• Records supplied:

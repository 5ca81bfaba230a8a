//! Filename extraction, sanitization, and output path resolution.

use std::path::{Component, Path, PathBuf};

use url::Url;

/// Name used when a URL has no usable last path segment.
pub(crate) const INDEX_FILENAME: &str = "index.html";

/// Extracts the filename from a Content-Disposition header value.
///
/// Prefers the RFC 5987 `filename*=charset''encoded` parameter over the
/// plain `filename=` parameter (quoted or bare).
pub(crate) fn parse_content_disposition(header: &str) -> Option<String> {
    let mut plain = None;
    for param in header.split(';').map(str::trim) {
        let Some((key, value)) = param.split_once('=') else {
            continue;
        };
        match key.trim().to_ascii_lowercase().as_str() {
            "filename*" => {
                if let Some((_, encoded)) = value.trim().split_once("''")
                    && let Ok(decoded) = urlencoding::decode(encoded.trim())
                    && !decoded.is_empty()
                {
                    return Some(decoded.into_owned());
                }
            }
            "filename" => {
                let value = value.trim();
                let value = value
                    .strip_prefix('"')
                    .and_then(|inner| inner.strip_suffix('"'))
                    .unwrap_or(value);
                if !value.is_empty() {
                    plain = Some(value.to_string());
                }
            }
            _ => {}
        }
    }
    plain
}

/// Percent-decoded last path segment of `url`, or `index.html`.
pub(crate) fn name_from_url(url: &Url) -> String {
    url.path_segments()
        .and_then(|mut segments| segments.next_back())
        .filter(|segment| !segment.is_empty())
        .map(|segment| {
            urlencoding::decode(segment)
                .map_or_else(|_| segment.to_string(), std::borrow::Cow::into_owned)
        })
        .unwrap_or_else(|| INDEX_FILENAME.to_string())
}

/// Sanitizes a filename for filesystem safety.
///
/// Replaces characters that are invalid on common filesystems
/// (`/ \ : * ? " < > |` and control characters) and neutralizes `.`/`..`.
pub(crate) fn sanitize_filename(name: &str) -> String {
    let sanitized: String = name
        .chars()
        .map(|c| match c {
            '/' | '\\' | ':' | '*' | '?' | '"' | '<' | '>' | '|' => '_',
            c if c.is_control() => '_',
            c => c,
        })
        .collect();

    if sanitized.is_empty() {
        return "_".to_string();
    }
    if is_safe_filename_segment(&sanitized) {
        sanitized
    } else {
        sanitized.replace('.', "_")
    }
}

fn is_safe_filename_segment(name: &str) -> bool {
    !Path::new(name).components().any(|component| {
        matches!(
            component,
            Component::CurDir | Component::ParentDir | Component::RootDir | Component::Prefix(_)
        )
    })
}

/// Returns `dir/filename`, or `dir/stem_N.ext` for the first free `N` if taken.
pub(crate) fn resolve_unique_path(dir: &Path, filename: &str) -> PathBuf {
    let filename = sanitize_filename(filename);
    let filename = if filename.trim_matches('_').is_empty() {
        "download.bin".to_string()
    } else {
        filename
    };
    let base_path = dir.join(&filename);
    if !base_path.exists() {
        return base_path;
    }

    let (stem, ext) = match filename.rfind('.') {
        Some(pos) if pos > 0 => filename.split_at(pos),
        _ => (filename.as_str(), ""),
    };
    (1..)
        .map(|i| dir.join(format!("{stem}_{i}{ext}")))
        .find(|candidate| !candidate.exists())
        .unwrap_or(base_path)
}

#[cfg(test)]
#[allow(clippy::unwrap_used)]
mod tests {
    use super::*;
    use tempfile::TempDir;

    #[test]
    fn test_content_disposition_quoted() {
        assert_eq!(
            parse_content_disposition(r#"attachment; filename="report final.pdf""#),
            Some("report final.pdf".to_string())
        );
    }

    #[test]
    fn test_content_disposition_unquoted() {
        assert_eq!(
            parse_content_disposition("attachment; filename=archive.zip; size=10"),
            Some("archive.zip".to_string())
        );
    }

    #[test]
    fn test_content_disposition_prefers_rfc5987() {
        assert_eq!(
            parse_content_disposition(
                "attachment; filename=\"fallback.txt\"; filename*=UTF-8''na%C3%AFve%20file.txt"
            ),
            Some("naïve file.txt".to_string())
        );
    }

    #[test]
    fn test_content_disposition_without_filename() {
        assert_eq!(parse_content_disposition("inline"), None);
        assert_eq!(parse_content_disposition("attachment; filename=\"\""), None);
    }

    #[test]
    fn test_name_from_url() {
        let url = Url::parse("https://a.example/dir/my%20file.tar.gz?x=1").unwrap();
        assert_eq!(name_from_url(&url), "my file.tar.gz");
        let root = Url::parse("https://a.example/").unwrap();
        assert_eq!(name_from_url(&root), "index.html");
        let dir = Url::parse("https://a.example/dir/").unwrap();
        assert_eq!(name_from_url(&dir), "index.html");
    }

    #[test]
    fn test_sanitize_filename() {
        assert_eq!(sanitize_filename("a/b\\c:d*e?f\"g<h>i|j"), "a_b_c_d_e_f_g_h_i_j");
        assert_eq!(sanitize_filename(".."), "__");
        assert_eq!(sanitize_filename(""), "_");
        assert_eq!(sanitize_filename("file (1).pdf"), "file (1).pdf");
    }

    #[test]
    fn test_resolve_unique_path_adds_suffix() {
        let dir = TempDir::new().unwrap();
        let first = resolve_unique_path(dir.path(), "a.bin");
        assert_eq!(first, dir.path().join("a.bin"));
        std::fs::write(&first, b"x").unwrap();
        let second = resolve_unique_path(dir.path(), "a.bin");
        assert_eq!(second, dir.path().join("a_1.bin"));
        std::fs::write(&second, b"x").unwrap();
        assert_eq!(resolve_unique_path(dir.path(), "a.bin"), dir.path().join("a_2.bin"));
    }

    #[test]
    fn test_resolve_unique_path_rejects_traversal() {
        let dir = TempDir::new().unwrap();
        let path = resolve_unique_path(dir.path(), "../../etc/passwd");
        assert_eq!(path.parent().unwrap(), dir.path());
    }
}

• Task directions:
Could you return every record above exactly as written?

• Solution to this exercise:
repository 5ca81bfaba230a8a
//! Filename extraction, sanitization, and output path resolution.

use std::path::{Component, Path, PathBuf};

use url::Url;

/// Name used when a URL has no usable last path segment.
pub(crate) const INDEX_FILENAME: &str = "index.html";

/// Extracts the filename from a Content-Disposition header value.
///
/// Prefers the RFC 5987 `filename*=charset''encoded` parameter over the
/// plain `filename=` parameter (quoted or bare).
pub(crate) fn parse_content_disposition(header: &str) -> Option<String> {
    let mut plain = None;
    for param in header.split(';').map(str::trim) {
        let Some((key, value)) = param.split_once('=') else {
            continue;
        };
        match key.trim().to_ascii_lowercase().as_str() {
            "filename*" => {
                if let Some((_, encoded)) = value.trim().split_once("''")
                    && let Ok(decoded) = urlencoding::decode(encoded.trim())
                    && !decoded.is_empty()
                {
                    return Some(decoded.into_owned());
                }
            }
            "filename" => {
                let value = value.trim();
                let value = value
                    .strip_prefix('"')
                    .and_then(|inner| inner.strip_suffix('"'))
                    .unwrap_or(value);
                if !value.is_empty() {
                    plain = Some(value.to_string());
                }
            }
            _ => {}
        }
    }
    plain
}

/// Percent-decoded last path segment of `url`, or `index.html`.
pub(crate) fn name_from_url(url: &Url) -> String {
    url.path_segments()
        .and_then(|mut segments| segments.next_back())
        .filter(|segment| !segment.is_empty())
        .map(|segment| {
            urlencoding::decode(segment)
                .map_or_else(|_| segment.to_string(), std::borrow::Cow::into_owned)
        })
        .unwrap_or_else(|| INDEX_FILENAME.to_string())
}

/// Sanitizes a filename for filesystem safety.
///
/// Replaces characters that are invalid on common filesystems
/// (`/ \ : * ? " < > |` and control characters) and neutralizes `.`/`..`.
pub(crate) fn sanitize_filename(name: &str) -> String {
    let sanitized: String = name
        .chars()
        .map(|c| match c {
            '/' | '\\' | ':' | '*' | '?' | '"' | '<' | '>' | '|' => '_',
            c if c.is_control() => '_',
            c => c,
        })
        .collect();

    if sanitized.is_empty() {
        return "_".to_string();
    }
    if is_safe_filename_segment(&sanitized) {
        sanitized
    } else {
        sanitized.replace('.', "_")
    }
}

fn is_safe_filename_segment(name: &str) -> bool {
    !Path::new(name).components().any(|component| {
        matches!(
            component,
            Component::CurDir | Component::ParentDir | Component::RootDir | Component::Prefix(_)
        )
    })
}

/// Returns `dir/filename`, or `dir/stem_N.ext` for the first free `N` if taken.
pub(crate) fn resolve_unique_path(dir: &Path, filename: &str) -> PathBuf {
    let filename = sanitize_filename(filename);
    let filename = if filename.trim_matches('_').is_empty() {
        "download.bin".to_string()
    } else {
        filename
    };
    let base_path = dir.join(&filename);
    if !base_path.exists() {
        return base_path;
    }

    let (stem, ext) = match filename.rfind('.') {
        Some(pos) if pos > 0 => filename.split_at(pos),
        _ => (filename.as_str(), ""),
    };
    (1..)
        .map(|i| dir.join(format!("{stem}_{i}{ext}")))
        .find(|candidate| !candidate.exists())
        .unwrap_or(base_path)
}

#[cfg(test)]
#[allow(clippy::unwrap_used)]
mod tests {
    use super::*;
    use tempfile::TempDir;

    #[test]
    fn test_content_disposition_quoted() {
        assert_eq!(
            parse_content_disposition(r#"attachment; filename="report final.pdf""#),
            Some("report final.pdf".to_string())
        );
    }

    #[test]
    fn test_content_disposition_unquoted() {
        assert_eq!(
            parse_content_disposition("attachment; filename=archive.zip; size=10"),
            Some("archive.zip".to_string())
        );
    }

    #[test]
    fn test_content_disposition_prefers_rfc5987() {
        assert_eq!(
            parse_content_disposition(
                "attachment; filename=\"fallback.txt\"; filename*=UTF-8''na%C3%AFve%20file.txt"
            ),
            Some("naïve file.txt".to_string())
        );
    }

    #[test]
    fn test_content_disposition_without_filename() {
        assert_eq!(parse_content_disposition("inline"), None);
        assert_eq!(parse_content_disposition("attachment; filename=\"\""), None);
    }

    #[test]
    fn test_name_from_url() {
        let url = Url::parse("https://a.example/dir/my%20file.tar.gz?x=1").unwrap();
        assert_eq!(name_from_url(&url), "my file.tar.gz");
        let root = Url::parse("https://a.example/").unwrap();
        assert_eq!(name_from_url(&root), "index.html");
        let dir = Url::parse("https://a.example/dir/").unwrap();
        assert_eq!(name_from_url(&dir), "index.html");
    }

    #[test]
    fn test_sanitize_filename() {
        assert_eq!(sanitize_filename("a/b\\c:d*e?f\"g<h>i|j"), "a_b_c_d_e_f_g_h_i_j");
        assert_eq!(sanitize_filename(".."), "__");
        assert_eq!(sanitize_filename(""), "_");
        assert_eq!(sanitize_filename("file (1).pdf"), "file (1).pdf");
    }

    #[test]
    fn test_resolve_unique_path_adds_suffix() {
        let dir = TempDir::new().unwrap();
        let first = resolve_unique_path(dir.path(), "a.bin");
        assert_eq!(first, dir.path().join("a.bin"));
        std::fs::write(&first, b"x").unwrap();
        let second = resolve_unique_path(dir.path(), "a.bin");
        assert_eq!(second, dir.path().join("a_1.bin"));
        std::fs::write(&second, b"x").unwrap();
        assert_eq!(resolve_unique_path(dir.path(), "a.bin"), dir.path().join("a_2.bin"));
    }

    #[test]
    fn test_resolve_unique_path_rejects_traversal() {
        let dir = TempDir::new().unwrap();
        let path = resolve_unique_path(dir.path(), "../../etc/passwd");
        assert_eq!(path.parent().unwrap(), dir.path());
    }
}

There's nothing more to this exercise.